Editor’s note: Tonight’s performance has been sold out, a Valhalla spokeswoman announced this morning.
Mark Raddatz took a walk in the woods 20 years ago and the path he’s walked since has never been the same. Raddatz was looking to find his own inner peace on a snowy day in Sequoia National Park when fate found him instead.
“I had just finished a Shakespeare season and wanted to get some peace and to see the trees in the snow,” Raddatz said.
“A little girl walked up to me and said, ‘You look just like John Muir standing there.’ I had been looking for a one-man show to get control of my time and so I finally got around to reading John Muir.”
“John Muir, Watch, Pray and Fight” is a one-man show starring Mark Raddatz as the legendary mountaineer, naturalist and founder of the Sierra Club. Raddatz will perform in Tahoe for one night only at 7:30 pm.m Wednesday, June 26, at the Valhalla Grand Hall at the Tallac Historic Site. More than a year in preparation, this unique show has been presented to enthusiastic audiences across the country for the last 18 years.
The special quality of the performance rises from the fact that Raddatz has composed his script entirely from Muir’s own words. Not a biographical essay or paraphrase of an animal story, this is Muir as he would have appeared and spoken to an audience in his own time.
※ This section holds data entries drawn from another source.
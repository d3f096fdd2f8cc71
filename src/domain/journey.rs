//! Journey data model for trips between touch-in and touch-out

use crate::domain::station::Station;
use serde::Serialize;

/// A completed trip as recorded in the journey history.
///
/// `entry_station` is `None` when the rider touched out without having
/// touched in (the penalty path); `exit_station` is `None` in the
/// mirror-image case of a journey closed without a touch-out station.
/// Both fields set means a properly closed journey.
#[derive(Debug, Clone, PartialEq, Eq, Serialize)]
pub struct Journey {
    pub entry_station: Option<Station>,
    pub exit_station: Option<Station>,
}

impl Journey {
    /// True when the trip was opened and closed at known stations.
    pub fn is_complete(&self) -> bool {
        self.entry_station.is_some() && self.exit_station.is_some()
    }
}

/// The single live journey slot on a card.
///
/// A tagged state rather than a pair of nullable fields, so "touched in"
/// is representable and checkable instead of being inferred from which
/// fields happen to be set.
#[derive(Debug, Clone, PartialEq, Eq, Default, Serialize)]
pub enum CurrentJourney {
    /// Not travelling; the next touch event opens or penalty-closes a trip.
    #[default]
    NoJourney,
    /// Touched in at `entry_station`, awaiting touch-out.
    Open { entry_station: Station },
}

impl CurrentJourney {
    /// Entry station of the open journey, if one is open.
    pub fn entry_station(&self) -> Option<&Station> {
        match self {
            CurrentJourney::NoJourney => None,
            CurrentJourney::Open { entry_station } => Some(entry_station),
        }
    }

    pub fn is_open(&self) -> bool {
        matches!(self, CurrentJourney::Open { .. })
    }
}
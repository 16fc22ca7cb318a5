use assert_cmd::Command;
use predicates::prelude::*;
use std::time::Duration;

fn cargo_bin() -> Command {
    Command::cargo_bin("bfvm").unwrap()
}

fn small_valid_program() -> &'static str {
    "+++."
}

fn infinite_program() -> &'static str {
    "+[]"
}

#[test]
fn stdout_carries_only_program_output() {
    cargo_bin()
        .timeout(Duration::from_secs(2))
        .arg("run")
        .arg(small_valid_program())
        .assert()
        .success()
        .stdout(predicate::str::is_empty().not())
        .stderr(predicate::str::is_empty());
}

#[test]
fn timeout_env_aborts_runaway_programs() {
    cargo_bin()
        .timeout(Duration::from_secs(5))
        .env("BFVM_TIMEOUT_MS", "100")
        .arg("run")
        .arg(infinite_program())
        .assert()
        .failure()
        .stderr(predicate::str::contains("Execution aborted"))
        .stdout(predicate::str::contains("Execution aborted").not());
}

#[test]
fn timeout_flag_overrides_env() {
    cargo_bin()
        .timeout(Duration::from_secs(5))
        .env("BFVM_TIMEOUT_MS", "60000")
        .arg("run")
        .arg("--timeout")
        .arg("100")
        .arg(infinite_program())
        .assert()
        .failure()
        .stderr(predicate::str::contains("100 ms"));
}

#[test]
fn fast_programs_finish_within_a_generous_timeout() {
    cargo_bin()
        .timeout(Duration::from_secs(5))
        .arg("run")
        .arg("--timeout")
        .arg("5000")
        .arg(small_valid_program())
        .assert()
        .success()
        .stdout("\u{3}");
}
use std::env;
use std::io::{self, Write};

use bfvm::commands::{repl, run};
use clap::{Parser, Subcommand};

fn print_top_usage_and_exit(program: &str, code: i32) -> ! {
    eprintln!(
        r#"Usage:
  {0} run  "<code>"         # Run a program passed as arguments (parts are concatenated)
  {0} run  --file <PATH>    # Run a program loaded from file
  {0} repl                  # Start a read-eval-print loop

Run "{0} <subcommand> --help" for more info.
"#,
        program
    );
    let _ = io::stderr().flush();
    std::process::exit(code);
}

#[derive(Parser, Debug)]
#[command(name = "bfvm", disable_help_flag = true, disable_help_subcommand = true)]
struct Cli {
    /// Show this help
    #[arg(short = 'h', long = "help", action = clap::ArgAction::SetTrue)]
    help: bool,

    #[command(subcommand)]
    command: Option<Command>,
}

#[derive(Subcommand, Debug)]
enum Command {
    Run(run::RunArgs),
    Repl(repl::ReplArgs),
}

fn main() {
    // The program name as invoked, for help and diagnostic prefixes.
    let program = env::args().next().unwrap_or_else(|| String::from("bfvm"));

    let cli = Cli::parse();

    if cli.help || cli.command.is_none() {
        print_top_usage_and_exit(&program, if cli.help { 0 } else { 2 });
    }

    let code = match cli.command.unwrap() {
        Command::Run(args) => run::run(&program, args),
        Command::Repl(args) => repl::run(&program, args),
    };

    std::process::exit(code);
}
//! Byte-stream seams between the engine and its host.
//!
//! The engine knows nothing about files, terminals, or buffers; `,` and `.`
//! go through these two one-method traits. Blanket implementations make
//! every [`std::io::Read`] a source and every [`std::io::Write`] a sink, so
//! process stdio, byte slices, and `Vec<u8>` all plug in directly.

use std::io::{self, Read, Write};

/// Where `,` reads from.
pub trait ByteSource {
    /// The next byte of input, or `None` at a clean end of stream.
    fn read_byte(&mut self) -> io::Result<Option<u8>>;
}

/// Where `.` writes to.
pub trait ByteSink {
    /// Write one raw byte.
    fn write_byte(&mut self, byte: u8) -> io::Result<()>;
}

impl<R: Read> ByteSource for R {
    fn read_byte(&mut self) -> io::Result<Option<u8>> {
        let mut buf = [0u8; 1];
        loop {
            match self.read(&mut buf) {
                Ok(0) => return Ok(None),
                Ok(_) => return Ok(Some(buf[0])),
                Err(e) if e.kind() == io::ErrorKind::Interrupted => continue,
                Err(e) => return Err(e),
            }
        }
    }
}

impl<W: Write> ByteSink for W {
    fn write_byte(&mut self, byte: u8) -> io::Result<()> {
        self.write_all(&[byte])
    }
}
use std::io::{self, IsTerminal, Write};
use std::sync::mpsc;
use std::time::Duration;
use std::{env, fs, thread};

use clap::Args;

use crate::cli_util::{print_parse_error, print_runtime_error};
use crate::{Engine, Program, RuntimeError};

#[derive(Args, Debug)]
#[command(disable_help_flag = true)]
pub struct RunArgs {
    /// Read program source from PATH instead of positional "<code>"
    #[arg(short = 'f', long = "file")]
    pub file: Option<String>,

    /// Wall-clock timeout in milliseconds (fallback BFVM_TIMEOUT_MS; default none)
    #[arg(long = "timeout", value_name = "MS")]
    pub timeout_ms: Option<u64>,

    /// Concatenated program source parts
    #[arg(value_name = "code", trailing_var_arg = true)]
    pub code: Vec<String>,

    /// Show this help
    #[arg(short = 'h', long = "help", action = clap::ArgAction::SetTrue)]
    pub help: bool,
}

pub fn run(program: &str, args: RunArgs) -> i32 {
    if args.help {
        usage_and_exit(program, 0);
    }

    let RunArgs {
        file,
        timeout_ms,
        code,
        ..
    } = args;

    if file.is_none() && code.is_empty() {
        usage_and_exit(program, 2);
    }

    if file.is_some() && !code.is_empty() {
        eprintln!("{program}: cannot use positional code together with --file");
        usage_and_exit(program, 2);
    }

    let source = if let Some(path) = file {
        match fs::read_to_string(&path) {
            Ok(s) => s,
            Err(e) => {
                eprintln!("{program}: failed to read source file as UTF-8: {e}");
                let _ = io::stderr().flush();
                return 1;
            }
        }
    } else {
        code.join("")
    };

    // Parse up front so bracket errors surface before any execution.
    let parsed = match Program::parse(&source) {
        Ok(p) => p,
        Err(err) => {
            print_parse_error(Some(program), &source, &err);
            return 1;
        }
    };

    // Resolve the wall-clock limit: flag -> env -> none.
    let timeout_ms = timeout_ms.or_else(|| {
        env::var("BFVM_TIMEOUT_MS")
            .ok()
            .and_then(|s| s.parse::<u64>().ok())
    });

    let exit_code = match timeout_ms {
        Some(ms) => run_with_deadline(program, parsed, ms),
        None => run_to_completion(program, &parsed),
    };

    // Keep piped output byte-exact; terminals get a readability newline.
    if exit_code == 0 && io::stdout().is_terminal() {
        println!();
    }
    let _ = io::stdout().flush();
    exit_code
}

fn run_to_completion(program: &str, parsed: &Program) -> i32 {
    let mut engine = Engine::new(parsed);
    match engine.run(&mut io::stdin().lock(), &mut io::stdout().lock()) {
        Ok(()) => 0,
        Err(err) => {
            let _ = io::stdout().flush();
            print_runtime_error(Some(program), &err);
            1
        }
    }
}

/// Execute on a worker thread and give up when the deadline passes. The
/// engine has no cancellation hook; process teardown reaps the worker.
fn run_with_deadline(program: &str, parsed: Program, timeout_ms: u64) -> i32 {
    let (tx, rx) = mpsc::channel::<Result<(), RuntimeError>>();

    thread::spawn(move || {
        let mut engine = Engine::new(&parsed);
        // Unlocked stdout: the parent must not block on a lock held by a
        // still-running worker after a timeout.
        let res = engine.run(&mut io::stdin().lock(), &mut io::stdout());
        let _ = tx.send(res);
    });

    match rx.recv_timeout(Duration::from_millis(timeout_ms)) {
        Ok(Ok(())) => 0,
        Ok(Err(err)) => {
            let _ = io::stdout().flush();
            print_runtime_error(Some(program), &err);
            1
        }
        Err(mpsc::RecvTimeoutError::Timeout) => {
            eprintln!("Execution aborted: wall-clock timeout exceeded ({timeout_ms} ms)");
            let _ = io::stderr().flush();
            1
        }
        Err(mpsc::RecvTimeoutError::Disconnected) => 1,
    }
}

fn usage_and_exit(program: &str, code: i32) -> ! {
    eprintln!(
        r#"Usage:
  {0} run "<code>"
  {0} run --file <PATH>

Options:
  --file,   -f <PATH>  Read program source from PATH instead of positional "<code>"
  --timeout <MS>       Abort execution after MS milliseconds of wall-clock time
                       (fallback BFVM_TIMEOUT_MS; no limit by default)
  --help,   -h         Show this help

Notes:
- Characters outside of ><+-.,[] are comments and are ignored.
- Input (`,`) reads a single byte from stdin; at end of input the current cell is set to 0.
- Output (`.`) writes raw bytes to stdout; a trailing newline is added only when stdout is a terminal.

Examples:
- Run a program loaded from a file:
    {0} run --file ./hello.b
- Read bytes from a file as stdin (`,` will consume file input):
    {0} run ",[.,]" < input.txt
"#,
        program
    );
    let _ = io::stderr().flush();
    std::process::exit(code);
}
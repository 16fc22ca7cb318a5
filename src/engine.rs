use crate::io::{ByteSink, ByteSource};
use crate::program::{Instruction, Program};

/// Default cap on tape growth, in cells.
///
/// The tape is conceptually unbounded to the right; the cap turns runaway
/// pointer movement into a reportable [`RuntimeError::TapeOverflow`] instead
/// of unbounded allocation. 1 << 26 cells is 64 MiB, far past the classic
/// 30 000-cell array.
pub const DEFAULT_TAPE_LIMIT: usize = 1 << 26;

/// Errors that abort a run.
///
/// Every variant is fatal to the current run: the engine stops where the
/// fault happened and moves to [`State::Faulted`].
#[derive(Debug, thiserror::Error)]
pub enum RuntimeError {
    /// `<` was executed with the data pointer already at cell 0. Cell
    /// addresses never go negative and never wrap.
    #[error("tape underflow: moved left of cell 0")]
    TapeUnderflow,
    /// `>` would have moved the data pointer past the engine's tape limit.
    #[error("tape overflow: moved past the {limit}-cell tape limit")]
    TapeOverflow { limit: usize },
    /// The input source or output sink failed.
    #[error("I/O failure: {0}")]
    IoFailure(#[from] std::io::Error),
}

/// Engine lifecycle.
#[derive(Debug, Clone, Copy, PartialEq, Eq)]
pub enum State {
    /// Constructed, not yet run.
    Ready,
    /// Inside [`Engine::run`].
    Running,
    /// The instruction pointer ran off the end of the program.
    Halted,
    /// A run aborted with a [`RuntimeError`]. The tape and pointers are
    /// left where the fault happened for inspection; the engine must not
    /// be run again.
    Faulted,
}

/// The virtual machine: a growable byte tape, a data pointer, and an
/// instruction pointer, driven over a borrowed [`Program`].
pub struct Engine<'p> {
    program: &'p Program,
    tape: Vec<u8>,
    data_ptr: usize,
    instr_ptr: usize,
    tape_limit: usize,
    state: State,
}

impl<'p> Engine<'p> {
    /// Engine over `program` with the default tape limit.
    ///
    /// The tape starts empty; cells materialize zero-filled when first
    /// written.
    pub fn new(program: &'p Program) -> Self {
        Self::with_tape_limit(program, DEFAULT_TAPE_LIMIT)
    }

    /// Engine with a custom tape limit, clamped to at least one cell.
    pub fn with_tape_limit(program: &'p Program, limit: usize) -> Self {
        Self {
            program,
            tape: Vec::new(),
            data_ptr: 0,
            instr_ptr: 0,
            tape_limit: limit.max(1),
            state: State::Ready,
        }
    }

    /// Current lifecycle state.
    pub fn state(&self) -> State {
        self.state
    }

    /// The cells written so far. Cells beyond the end of the slice exist
    /// logically and hold 0.
    pub fn tape(&self) -> &[u8] {
        &self.tape
    }

    /// Index of the current cell.
    pub fn data_pointer(&self) -> usize {
        self.data_ptr
    }

    /// Index of the next instruction to execute.
    pub fn instruction_pointer(&self) -> usize {
        self.instr_ptr
    }

    /// Run the program to completion.
    ///
    /// One instruction is fetched, decoded, and executed per iteration until
    /// the instruction pointer runs past the end of the program (success) or
    /// an instruction faults (the error is returned and the engine is left
    /// in [`State::Faulted`]). A faulted engine must not be run again; build
    /// a fresh engine over the same program instead. Running a [`Halted`]
    /// engine is a no-op.
    ///
    /// [`Halted`]: State::Halted
    pub fn run<I: ByteSource, O: ByteSink>(
        &mut self,
        input: &mut I,
        output: &mut O,
    ) -> Result<(), RuntimeError> {
        self.state = State::Running;
        match self.step_loop(input, output) {
            Ok(()) => {
                self.state = State::Halted;
                Ok(())
            }
            Err(err) => {
                self.state = State::Faulted;
                Err(err)
            }
        }
    }

    fn step_loop<I: ByteSource, O: ByteSink>(
        &mut self,
        input: &mut I,
        output: &mut O,
    ) -> Result<(), RuntimeError> {
        let instructions = self.program.instructions();

        while let Some(&instruction) = instructions.get(self.instr_ptr) {
            match instruction {
                Instruction::MoveRight => {
                    if self.data_ptr + 1 >= self.tape_limit {
                        return Err(RuntimeError::TapeOverflow {
                            limit: self.tape_limit,
                        });
                    }
                    self.data_ptr += 1;
                }
                Instruction::MoveLeft => {
                    if self.data_ptr == 0 {
                        return Err(RuntimeError::TapeUnderflow);
                    }
                    self.data_ptr -= 1;
                }
                Instruction::Increment => {
                    let cell = self.cell_mut();
                    *cell = cell.wrapping_add(1);
                }
                Instruction::Decrement => {
                    let cell = self.cell_mut();
                    *cell = cell.wrapping_sub(1);
                }
                Instruction::Output => {
                    output.write_byte(self.cell())?;
                }
                Instruction::Input => {
                    // End of input writes 0, so a program fed a short
                    // stream behaves identically on every run.
                    *self.cell_mut() = input.read_byte()?.unwrap_or(0);
                }
                Instruction::LoopStart(end) => {
                    if self.cell() == 0 {
                        self.instr_ptr = end + 1;
                        continue;
                    }
                }
                Instruction::LoopEnd(start) => {
                    if self.cell() != 0 {
                        self.instr_ptr = start + 1;
                        continue;
                    }
                }
            }
            self.instr_ptr += 1;
        }

        Ok(())
    }

    /// Value of the current cell. Reads never grow the tape; an untouched
    /// cell is 0.
    fn cell(&self) -> u8 {
        self.tape.get(self.data_ptr).copied().unwrap_or(0)
    }

    /// Current cell by reference, materializing it (and any gap before it)
    /// as zeroes first. `data_ptr` is checked against `tape_limit` on every
    /// move, so the resize never passes the limit.
    fn cell_mut(&mut self) -> &mut u8 {
        if self.data_ptr >= self.tape.len() {
            self.tape.resize(self.data_ptr + 1, 0);
        }
        &mut self.tape[self.data_ptr]
    }
}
“I went to the University of the Pacific’s library for the bulk of my research,” Raddatz said. “They have all of Muir’s journals and other papers. Despite his having spoken before innumerable gatherings in the last 30 years of his life, I was assured that there were no actual printed speeches.” After strenuous research in newspapers of the period and Muir’s own papers, Raddatz found three.
Traveling to Stockton, California, where the University of the Pacific’s Holt-Atherton Collections are housed, involved crossing and re-crossing the Sierra Nevada Mountains that Muir did so much to preserve. Raddatz took advantage of this to explore and camp where Muir did a century before.
Raddatz said, “I spent every summer of my boyhood in the Sierra and Yosemite,” Raddatz said. “It was good to renew the contact and great place to read Muir.”
Of this project, Raddatz said, “During my lifetime, I’ve noticed popular culture has tended to tame John Muir, to rub the rough spots smooth and portray him as a warm and fuzzy eccentric — someone to take to our hearts, but not take too seriously. This was no Disney character chatting with the birds and squirrels; what Muir had to say back then is startlingly meaningful even now.”
Former Sedona Performing Arts Guild president Bob Blaustone summed up the performance: “You meet John Muir; you see the robust, devoted naturalist who doggedly took on the United States government to save our natural resources. Mr. Raddatz certainly knows Muir. His portrayal is thoughtful, thorough and humorous – all to make a very entertaining evening.”
Mark Raddatz studied acting with Jeff Corey and has appeared with the Grand Canyon Shakespeare Festival, Shakespeare Sedona, the Southwest Shakespeare Company, Shakespeare Walla Walla, and various other companies. Raddatz was the producing artistic director of Actors’ Repertory Theatre of Sedona, where he directed many plays including the Arizona premiere of Sandra Deer’s “Sailing to Byzantium.” Despite all his accomplishments, Raddatz loves playing John Muir.
“He was a storyteller who often goes off on tangents,” Raddatz said. “This play has a subject and a conflict, so it hangs together quite well as a dramatic piece and a historical piece. It’s a real pleasure to dust it off.”